He doesn’t really like the water. He won’t jump in and he feels like he has to wear his life-jacket all the time. His smile is huge as he heavily scoops through the water in the neon green and royal blue safety gear. But any mention of getting out and going near the edge of the pool to take it any further than that brings him to tears.
He’s nearly six years old.
And he’s my son.
It breaks my heart to see him cry. It hurts to see him be afraid. I have to remind myself that this is part of life. His life. My life. Everyone’s life.
We all have fears and insecurities. Simple statement but very complex relationships exist in this space. Some fears developed early in the life and we can’t seem to shake them without a good dose of therapy. And rightfully so, I have met one too many individuals through my work in television news that were seriously traumatized.
There are other fears that seem so slight, but can spin us into panic when we encounter them. When I was almost five years old, I was riding my Barbie Hot Wheels down a ramp at the back of our house in the country and my younger sister was with me. At the bottom of the ramp, a garden snake. Surprised the you-know-what out of me. If I remember all of this correctly, I think my sister may have chipped a baby tooth in the midst of the chaos that snake caused. I haven’t given snakes a second chance since. No matter the size of the glass between us even at the zoo, I still get a little light-headed thinking about who they are and what they’re able to do.
Water. Snakes. Those are fears we can name. They’re physical.
Fear of failure, fear of never being successful, fear of being disliked, and fear of deep relationships… those are the thing that we can name but take on so many different forms in our life.
In the last year, I’ve heard the words “fail forward” so many times. As a new business owner the saying seemed ridiculous to me, but now I’m starting to embrace it. I’ve done things I didn’t think I could. I’ve seen and heard things that rock me to my psychological core. But no matter what, I don’t give up. I’m in this race for a reason. The skills developed in the midst of fear and insecurity are skills honed in fire. Like metal, they’re reinforced by the heat and once you have them as a part of you—they’re incredibly difficult to lose.

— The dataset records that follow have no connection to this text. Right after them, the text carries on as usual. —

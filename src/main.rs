use std::io::Write;
use std::process::ExitCode;

use clap::Parser;
use tracing::debug;
use tracing_subscriber::EnvFilter;

use go_ctor::args::Args;
use go_ctor::{generate_constructor, GenerateError};

fn main() -> ExitCode {
    let filter = EnvFilter::try_from_default_env().unwrap_or_else(|_| EnvFilter::new("warn"));
    tracing_subscriber::fmt()
        .with_env_filter(filter)
        .with_writer(std::io::stderr)
        .with_target(false)
        .init();

    match run(Args::parse()) {
        Ok(()) => ExitCode::SUCCESS,
        Err(msg) => {
            eprintln!("{msg}");
            ExitCode::FAILURE
        }
    }
}

fn run(args: Args) -> Result<(), String> {
    let req = args.validate()?;
    let content = std::fs::read(&req.file)
        .map_err(|e| format!("Error: failed to read file '{}': {e}", req.file.display()))?;
    debug!(path = %req.file.display(), bytes = content.len(), line = req.line, "read source");

    let constructor = usize::try_from(req.line)
        .map_err(|_| GenerateError::NotFound)
        .and_then(|line| generate_constructor(&content, line))
        .map_err(|e| format!("Error: {e}"))?;
    let mut stdout = std::io::stdout().lock();
    stdout
        .write_all(constructor.as_bytes())
        .and_then(|()| stdout.flush())
        .map_err(|e| format!("Error: {e}"))
}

So, let me tell you—you can face that fear. You can go past your breaking point. And break into a new part of your life. There is hope amidst insecurity, even though we don’t always see it or feel it.
I’m sitting here, a happenstance business owner that has found passion in a new area of work, and I’m not giving up on myself. I’m sitting here typing this blog because I’m not giving up on this 31 day challenge.
And I’m not going to let you give up on you.
We’re about to take a trip where my son will have to confront the water. He’ll hang onto his life-jacket. But maybe, just maybe, he’ll take it off for a second and experience his fear in a way that becomes freedom. I can hope and believe that’s the case.